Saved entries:
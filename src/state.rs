//! # Pipeline State Module
//!
//! Questo modulo definisce il data model della pipeline e la sua macchina a stati.
//!
//! ## Responsabilità:
//! - `InputItem`: file accettato in intake, con i suoi handle raw e preview
//! - `TransformResult`: stato, progresso, output ed errore di ogni item
//! - `PipelineState`: items ordinati, risultati per id, fase e progresso aggregato
//! - Valida le transizioni di fase
//!
//! ## Macchina a stati:
//! ```text
//! Idle ──add──► Selecting ──run──► Transforming ──tutti terminali──► Completed
//!   ▲               ▲                                                  │
//!   │               └──────────────────────add─────────────────────────┘
//!   └──────────────── reset (da qualsiasi fase) ───────────────────────
//! ```
//!
//! ## Identità degli item:
//! - L'id è derivato da `(name, size_bytes)` con SHA-256 (primi 16 caratteri hex)
//! - Due candidati con stesso nome e dimensione sono lo stesso item

use serde::{Deserialize, Serialize};
use sha2::{Digest, Sha256};
use std::collections::HashMap;
use std::fmt;

use crate::error::{PipelineError, TransformError};
use crate::lifecycle::Handle;
use crate::transform::TransformMetrics;

/// Deterministic item identity, derived from `(name, size_bytes)`
#[derive(Debug, Clone, PartialEq, Eq, Hash, PartialOrd, Ord, Serialize, Deserialize)]
#[serde(transparent)]
pub struct ItemId(String);

impl ItemId {
    pub fn derive(name: &str, size_bytes: u64) -> Self {
        let mut hasher = Sha256::new();
        hasher.update(name.as_bytes());
        hasher.update([0u8]);
        hasher.update(size_bytes.to_string().as_bytes());
        Self(hex::encode(hasher.finalize())[..16].to_string())
    }

    pub fn as_str(&self) -> &str {
        &self.0
    }
}

impl fmt::Display for ItemId {
    fn fmt(&self, f: &mut fmt::Formatter<'_>) -> fmt::Result {
        f.write_str(&self.0)
    }
}

/// A file accepted by intake
#[derive(Debug, Clone, PartialEq, Serialize, Deserialize)]
pub struct InputItem {
    pub id: ItemId,
    pub name: String,
    pub size_bytes: u64,
    pub mime_type: String,
    pub raw_handle: Handle,
    pub preview_handle: Handle,
}

#[derive(Debug, Clone, Copy, PartialEq, Eq, Hash, Serialize, Deserialize)]
#[serde(rename_all = "snake_case")]
pub enum TransformStatus {
    Pending,
    Running,
    Succeeded,
    Failed,
    Cancelled,
}

impl TransformStatus {
    pub fn is_terminal(&self) -> bool {
        matches!(self, Self::Succeeded | Self::Failed | Self::Cancelled)
    }
}

/// Per-item outcome, written only by the orchestrator
#[derive(Debug, Clone, PartialEq, Serialize, Deserialize)]
pub struct TransformResult {
    pub item_id: ItemId,
    pub status: TransformStatus,
    pub output_handle: Option<Handle>,
    pub output_size_bytes: Option<u64>,
    pub progress_percent: f64,
    pub error: Option<TransformError>,
    pub metrics: Option<TransformMetrics>,
}

impl TransformResult {
    pub fn pending(item_id: ItemId) -> Self {
        Self {
            item_id,
            status: TransformStatus::Pending,
            output_handle: None,
            output_size_bytes: None,
            progress_percent: 0.0,
            error: None,
            metrics: None,
        }
    }

    /// Set progress, never moving backwards
    pub fn advance(&mut self, percent: f64) -> bool {
        let percent = percent.clamp(0.0, 100.0);
        if percent > self.progress_percent {
            self.progress_percent = percent;
            true
        } else {
            false
        }
    }

    /// Move to a terminal status; terminal items count as fully progressed
    pub fn settle(&mut self, status: TransformStatus) {
        debug_assert!(status.is_terminal());
        self.status = status;
        self.progress_percent = 100.0;
    }
}

#[derive(Debug, Clone, Copy, PartialEq, Eq, Hash, Serialize, Deserialize)]
#[serde(rename_all = "snake_case")]
pub enum Phase {
    Idle,
    Selecting,
    Transforming,
    Completed,
}

impl Phase {
    fn can_transition_to(self, next: Phase) -> bool {
        use Phase::*;
        matches!(
            (self, next),
            (Idle, Selecting)
                | (Selecting, Transforming)
                | (Transforming, Completed)
                | (Completed, Selecting)
                | (_, Idle)
        )
    }
}

/// Complete pipeline state; cloned to produce read-only snapshots
#[derive(Debug, Clone, Serialize, Deserialize)]
pub struct PipelineState {
    pub items: Vec<InputItem>,
    pub results: HashMap<ItemId, TransformResult>,
    pub phase: Phase,
    pub aggregate_progress: f64,
    /// Run generation, bumped by every reset so late worker results can be recognised
    pub epoch: u64,
}

impl Default for PipelineState {
    fn default() -> Self {
        Self {
            items: Vec::new(),
            results: HashMap::new(),
            phase: Phase::Idle,
            aggregate_progress: 0.0,
            epoch: 0,
        }
    }
}

impl PipelineState {
    pub fn new() -> Self {
        Self::default()
    }

    pub fn contains(&self, id: &ItemId) -> bool {
        self.results.contains_key(id)
    }

    pub fn item(&self, id: &ItemId) -> Option<&InputItem> {
        self.items.iter().find(|item| &item.id == id)
    }

    pub fn result(&self, id: &ItemId) -> Option<&TransformResult> {
        self.results.get(id)
    }

    pub fn result_mut(&mut self, id: &ItemId) -> Option<&mut TransformResult> {
        self.results.get_mut(id)
    }

    pub fn total_bytes(&self) -> u64 {
        self.items.iter().map(|item| item.size_bytes).sum()
    }

    /// Validated phase change
    pub fn transition(&mut self, next: Phase) -> Result<(), PipelineError> {
        if self.phase == next {
            return Ok(());
        }
        if !self.phase.can_transition_to(next) {
            return Err(PipelineError::InvalidPhase {
                operation: match next {
                    Phase::Idle => "reset",
                    Phase::Selecting => "add files",
                    Phase::Transforming => "run",
                    Phase::Completed => "complete",
                },
                phase: self.phase,
            });
        }
        self.phase = next;
        Ok(())
    }

    pub fn all_terminal(&self) -> bool {
        self.results.values().all(|r| r.status.is_terminal())
    }

    /// Ids of items still waiting to be transformed, in submission order
    pub fn pending_ids(&self) -> Vec<ItemId> {
        self.items
            .iter()
            .filter(|item| {
                self.results
                    .get(&item.id)
                    .is_some_and(|r| r.status == TransformStatus::Pending)
            })
            .map(|item| item.id.clone())
            .collect()
    }

    /// Mean of all items' progress. While transforming the value only grows,
    /// even if an item leaves the batch mid-run.
    pub fn recompute_progress(&mut self) -> f64 {
        let mean = if self.results.is_empty() {
            0.0
        } else {
            self.results.values().map(|r| r.progress_percent).sum::<f64>() / self.results.len() as f64
        };
        self.aggregate_progress = if self.phase == Phase::Transforming {
            mean.max(self.aggregate_progress)
        } else {
            mean
        };
        self.aggregate_progress
    }

    pub fn count(&self, status: TransformStatus) -> usize {
        self.results.values().filter(|r| r.status == status).count()
    }
}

Work required: Go through the entries and report every line with the string "iter".

Result of the task:
        self.items.iter().find(|item| &item.id == id)
        self.items.iter().map(|item| item.size_bytes).sum()
            .iter()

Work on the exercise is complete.